User Guide
Use this guide when you need to finish real work in Siesta AI: ask an agent to research something, draft a customer message, create a Jira ticket, summarize meeting notes, use uploaded files, check why a workflow failed, or understand why a tool is missing.
The pages are organized by the decisions users make during work. Start with Chat for one-off thinking, Agents for role-specific work, Tasks for follow-up, Data or Memory for approved knowledge, and Workflows when the same process should run again.
What Do You Need To Do?
- Ask a question or draft something: use Chat and include source, audience, format, and next action.
- Work through a prepared role: use an Agent that already has the right prompt, model, data, and tools.
- Use company files or policies: ask the agent to use a specific Data collection or Memory page.
- Create or track follow-up work: create a Task, choose the right agent, and move it through Todo, In progress, In review, and Done.
- Run a repeatable process: use a Workflow instead of manually repeating the same steps in chat.
- Connect Gmail, Calendar, Drive, Slack, Jira, or HubSpot: use Connections, then confirm whether the connection is personal or shared.
- Check what happened in another system: open Tool Executions and inspect action, status, arguments, result, and approval state.
- Find previous context: open the original Conversation, recording, task conversation, or agent conversation history.
Decide What To Use First
Start with the smallest feature that matches the job:
- Use Chat for one-off thinking, drafting, summarizing, or comparing.

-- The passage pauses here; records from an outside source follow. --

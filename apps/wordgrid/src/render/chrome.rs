use std::ffi::OsString;
use std::path::Path;

use async_trait::async_trait;

use crate::errors::AppError;
use crate::render::{probe_program, run_program, PdfRenderer};

const INSTALL_HINT: &str =
    "Install Google Chrome or Chromium, or point CHROME_BIN at an installed browser";

/// Headless Chrome `--print-to-pdf`. Page size and margins come from the
/// document's `@page` rule.
pub struct ChromeRenderer {
    program: String,
}

impl ChromeRenderer {
    pub fn new(program: String) -> Self {
        Self { program }
    }

    fn args(html_path: &Path, pdf_path: &Path) -> Vec<OsString> {
        let mut print_to_pdf = OsString::from("--print-to-pdf=");
        print_to_pdf.push(pdf_path);

        let mut url = OsString::from("file://");
        url.push(html_path);

        vec![
            "--headless".into(),
            "--disable-gpu".into(),
            "--no-sandbox".into(),
            "--disable-dev-shm-usage".into(),
            "--no-pdf-header-footer".into(),
            print_to_pdf,
            url,
        ]
    }
}

#[async_trait]
impl PdfRenderer for ChromeRenderer {
    fn name(&self) -> &str {
        &self.program
    }

    async fn check_available(&self) -> Result<(), AppError> {
        probe_program(&self.program, INSTALL_HINT).await
    }

    async fn render_file(&self, html_path: &Path, pdf_path: &Path) -> Result<(), AppError> {
        run_program(&self.program, &Self::args(html_path, pdf_path)).await
    }
}
//! Page template: a stateless renderer turning one page of cells into HTML.
//!
//! Templates are plain values with `{placeholder}` slots; nothing is cached
//! between calls. Substitution is single-pass, so text inserted into a slot
//! is never re-scanned for placeholders.

use std::borrow::Cow;

use crate::layout::paginator::GridCell;

/// Physical page size and margin, injected into the `@page` rule.
#[derive(Debug, Clone, PartialEq)]
pub struct PageSpec {
    /// CSS page size keyword, e.g. `A4`.
    pub size: &'static str,
    pub margin_cm: f32,
    /// Height of the 4×8 grid inside the margins. The page counter sits
    /// below it in the remaining space.
    pub grid_height_cm: f32,
}

impl Default for PageSpec {
    /// A4 with 1 cm margins.
    fn default() -> Self {
        Self {
            size: "A4",
            margin_cm: 1.0,
            grid_height_cm: 27.0,
        }
    }
}

/// Per-page values handed to the template.
#[derive(Debug, Clone)]
pub struct PageContext<'a> {
    pub title: &'a str,
    pub current_page: usize,
    pub total_pages: usize,
}

/// The three fragments that make up a grid page.
///
/// - `document`: `{title}`, `{page_size}`, `{page_margin}`, `{grid_height}`,
///   `{cells}`, `{footer}`
/// - `image_cell`: `{index}`, `{word}`, `{media_type}`, `{data}`
/// - `empty_cell`: `{index}`, `{word}`
#[derive(Debug, Clone)]
pub struct GridTemplate {
    pub document: &'static str,
    pub image_cell: &'static str,
    pub empty_cell: &'static str,
}

impl Default for GridTemplate {
    fn default() -> Self {
        Self {
            document: GRID_DOCUMENT,
            image_cell: IMAGE_CELL,
            empty_cell: EMPTY_CELL,
        }
    }
}

const GRID_DOCUMENT: &str = r#"<!DOCTYPE html>
<html>
<head>
    <meta charset="utf-8">
    <title>{title}</title>
    <style>
        @page {
            size: {page_size};
            margin: {page_margin};
        }

        @media print {
            body {
                -webkit-print-color-adjust: exact;
                print-color-adjust: exact;
            }
        }

        body {
            font-family: 'Helvetica', sans-serif;
            margin: 0;
            padding: 0;
        }

        .grid {
            display: grid;
            grid-template-columns: repeat(4, 1fr);
            grid-template-rows: repeat(8, 1fr);
            gap: 6px;
            height: {grid_height};
        }

        .cell {
            display: flex;
            flex-direction: column;
            position: relative;
            background-size: cover;
            background-position: center;
            background-repeat: no-repeat;
        }

        .cell:nth-child(1) { border-top-left-radius: 6px; }
        .cell:nth-child(4) { border-top-right-radius: 6px; }
        .cell:nth-child(29) { border-bottom-left-radius: 6px; }
        .cell:nth-child(32) { border-bottom-right-radius: 6px; }

        .cell.no-image {
            background: linear-gradient(135deg, #f8f9fa 0%, #e9ecef 100%);
        }

        .index {
            position: absolute;
            top: -1px;
            left: 0;
            background: white;
            color: black;
            font-size: 14px;
            padding: 2px 4px;
        }

        .word {
            font-size: 14pt;
            line-height: 2em;
            text-align: right;
            text-transform: capitalize;
            white-space: pre-line;
            padding: 5px 5px 0 0;
            color: white;
            paint-order: stroke fill;
            -webkit-text-stroke: 5px black;
        }

        .word.no-image-text {
            color: #2c3e50;
            -webkit-text-stroke: 0;
        }

        .page {
            position: relative;
            break-inside: avoid;
        }

        .footer {
            width: 100%;
            height: 0.6cm;
            display: flex;
            align-items: center;
            justify-content: center;
            font-size: 10pt;
            color: #666;
        }
    </style>
</head>
<body>
    <div class="page">
        <div class="grid">
{cells}
        </div>
        <div class="footer">{footer}</div>
    </div>
</body>
</html>
"#;

const IMAGE_CELL: &str = r#"        <div class="cell" style="background-image: url('data:image/{media_type};base64,{data}');">
            <div class="index">{index}</div>
            <div class="word">{word}</div>
        </div>"#;

const EMPTY_CELL: &str = r#"        <div class="cell no-image">
            <div class="index">{index}</div>
            <div class="word no-image-text">{word}</div>
        </div>"#;

/// Renders one page of cells into a complete HTML document.
pub fn render_page(
    template: &GridTemplate,
    spec: &PageSpec,
    cells: &[GridCell],
    context: &PageContext<'_>,
) -> String {
    let rendered_cells = cells
        .iter()
        .map(|cell| render_cell(template, cell))
        .collect::<Vec<_>>()
        .join("\n");

    let title = html_escape::encode_text(context.title).into_owned();
    let page_margin = format!("{}cm", spec.margin_cm);
    let grid_height = format!("{}cm", spec.grid_height_cm);
    let footer = format!("{:03}/{:03}", context.current_page, context.total_pages);

    fill(
        template.document,
        &[
            ("title", title.as_str()),
            ("page_size", spec.size),
            ("page_margin", page_margin.as_str()),
            ("grid_height", grid_height.as_str()),
            ("cells", rendered_cells.as_str()),
            ("footer", footer.as_str()),
        ],
    )
}

fn render_cell(template: &GridTemplate, cell: &GridCell) -> String {
    let index = format!("{:04}", cell.position);
    let word = display_word(&cell.word);

    match &cell.image {
        Some(image) => fill(
            template.image_cell,
            &[
                ("index", index.as_str()),
                ("word", word.as_str()),
                ("media_type", image.media_type.as_str()),
                ("data", image.data.as_str()),
            ],
        ),
        None => fill(
            template.empty_cell,
            &[("index", index.as_str()), ("word", word.as_str())],
        ),
    }
}

/// Escapes a word for HTML and puts each space-separated part on its own line.
fn display_word(word: &str) -> String {
    let escaped: Cow<'_, str> = html_escape::encode_text(word);
    escaped.replace(' ', "\n")
}

/// Single-pass `{key}` substitution. Unknown keys and braces that do not
/// enclose an identifier are copied through untouched.
fn fill(template: &str, values: &[(&str, &str)]) -> String {
    let mut out = String::with_capacity(template.len());
    let mut rest = template;

    while let Some(open) = rest.find('{') {
        out.push_str(&rest[..open]);
        let after = &rest[open + 1..];

        let key_len = after
            .find(|c: char| !(c.is_ascii_alphanumeric() || c == '_'))
            .unwrap_or(after.len());
        let closes = after[key_len..].starts_with('}');

        match values.iter().find(|(k, _)| closes && key_len > 0 && *k == &after[..key_len]) {
            Some((_, value)) => {
                out.push_str(value);
                rest = &after[key_len + 1..];
            }
            None => {
                out.push('{');
                rest = after;
            }
        }
    }

    out.push_str(rest);
    out
}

- Use an Agent when the work needs a prepared role, approved data, or specific tools.
- Use a Task when the work should continue later, move through a status, or be reviewed by someone else.
- Use a Workflow when the same steps should run repeatedly.
- Use Data for uploaded files, synced sources, and document collections.
- Use Memory for maintained knowledge such as policies, playbooks, terminology, and FAQs.
You do not need to understand model connections, retrieval settings, tool binding, scopes, token limits, or workflow node internals before doing useful work. The first layer is simple: choose the right agent or feature, give clear instructions, and check the output before it affects another system.
When Model Choice Matters
Most users should start with the model already configured on the agent. Change models only when the output quality, speed, or cost clearly does not match the job.
As a practical rule:
- Deep reasoning, coding, and complex agent work: use a frontier reasoning model such as GPT-5.2 Pro, GPT-5.2 Thinking, Claude Sonnet 4.6, Claude Opus 4.6, Gemini 3 Deep Think, or Gemini 3.1 Pro when it is available in your organization.
- Daily drafting, summarization, classification, and lower-latency work: use a faster model such as GPT-5 Mini, GPT-5 Nano, Claude Haiku 4.5, Gemini 3 Flash, Ministral 3, or a similar balanced model approved by your admin.
- Large file or long-context work: prefer models with strong long-context support, but still name the exact files, sources, and output format you want.
If you are unsure, keep the agent default and ask an admin which models are approved for your team. For the current model catalog, see Siesta AI Models.
Quick Examples
Use the Support FAQ Memory collection and draft a reply to this customer. Keep it under 120 words and do not send it.Create a Jira ticket from this bug report. Show me summary, description, priority, and acceptance criteria before creating it.Use the Q2 customer feedback data collection and list the top 10 issues by frequency in a table.Check why the HubSpot to Jira workflow failed and tell me which tool execution needs attention.Turn this conversation into a task for the Sales Operations agent and set it to In review.
Which Feature Should I Use?
| Need | Use | Why |
|---|---|---|
| Explore, draft, compare, rewrite | Chat | Fastest path for one-off work |
| Work with a prepared role or tools | Agent | The agent already has instructions, data, and allowed tools |
| Track follow-up | Task | Keeps status, prompt, source conversation, and assigned agent |
| Ground answers in uploaded files | Data | Uses processed files or data sources |
| Maintain editable company knowledge | Memory | Good for policies, playbooks, FAQs, and internal pages |
| Repeat the same multi-step process | Workflow | Runs connected actions in sequence |
| Debug tool behavior | Tool Executions | Shows action status, inputs, outputs, and approvals |